[Stored data — start]

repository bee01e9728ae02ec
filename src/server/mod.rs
pub mod config;
//! VAPID (RFC 8292) credentials used to sign every push request.

use base64::{Engine, engine::general_purpose::URL_SAFE_NO_PAD as BASE64URL};
use thiserror::Error;

#[derive(Error, Debug, PartialEq, Eq)]
pub enum VapidError {
    #[error("Invalid base64url for VAPID {0} key")]
    InvalidEncoding(&'static str),
    #[error("VAPID public key must be a 65-byte uncompressed P-256 point")]
    InvalidPublicKey,
    #[error("VAPID private key must be a 32-byte P-256 scalar, got {0} bytes")]
    InvalidPrivateKey(usize),
}

/// Application server key pair plus the `sub` claim sent with each signature.
///
/// Keys are base64url without padding: the public key is the uncompressed
/// SEC1 point handed to browsers as `applicationServerKey`, the private key
/// the raw scalar `web_push::VapidSignatureBuilder::from_base64` expects.
#[derive(Clone)]
pub struct VapidCredentials {
    public_key: String,
    private_key: String,
    subject: String,
}

impl std::fmt::Debug for VapidCredentials {
    fn fmt(&self, f: &mut std::fmt::Formatter<'_>) -> std::fmt::Result {
        f.debug_struct("VapidCredentials")
            .field("public_key", &self.public_key)
            .field("subject", &self.subject)
            .finish_non_exhaustive()
    }
}

impl VapidCredentials {
    pub fn new(public_key: &str, private_key: &str, subject: &str) -> Result<Self, VapidError> {
        let public_bytes = BASE64URL
            .decode(public_key.trim())
            .map_err(|_| VapidError::InvalidEncoding("public"))?;
        if public_bytes.len() != 65 || public_bytes[0] != 0x04 {
            return Err(VapidError::InvalidPublicKey);
        }

        let private_bytes = BASE64URL
            .decode(private_key.trim())
            .map_err(|_| VapidError::InvalidEncoding("private"))?;
        if private_bytes.len() != 32 {
            return Err(VapidError::InvalidPrivateKey(private_bytes.len()));
        }

        Ok(Self {
            public_key: public_key.trim().to_string(),
            private_key: private_key.trim().to_string(),
            subject: subject.to_string(),
        })
    }

    pub fn public_key(&self) -> &str {
        &self.public_key
    }

    pub fn private_key(&self) -> &str {
        &self.private_key
    }

    pub fn subject(&self) -> &str {
        &self.subject
    }
}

[Stored data — finish]

* Task prompt
Copy the records above exactly, from the first line through the line containing "base64url for VAPID", and include nothing else.

* Response for this exercise
repository bee01e9728ae02ec
filename src/server/mod.rs
pub mod config;
//! VAPID (RFC 8292) credentials used to sign every push request.

use base64::{Engine, engine::general_purpose::URL_SAFE_NO_PAD as BASE64URL};
use thiserror::Error;

#[derive(Error, Debug, PartialEq, Eq)]
pub enum VapidError {
    #[error("Invalid base64url for VAPID {0} key")]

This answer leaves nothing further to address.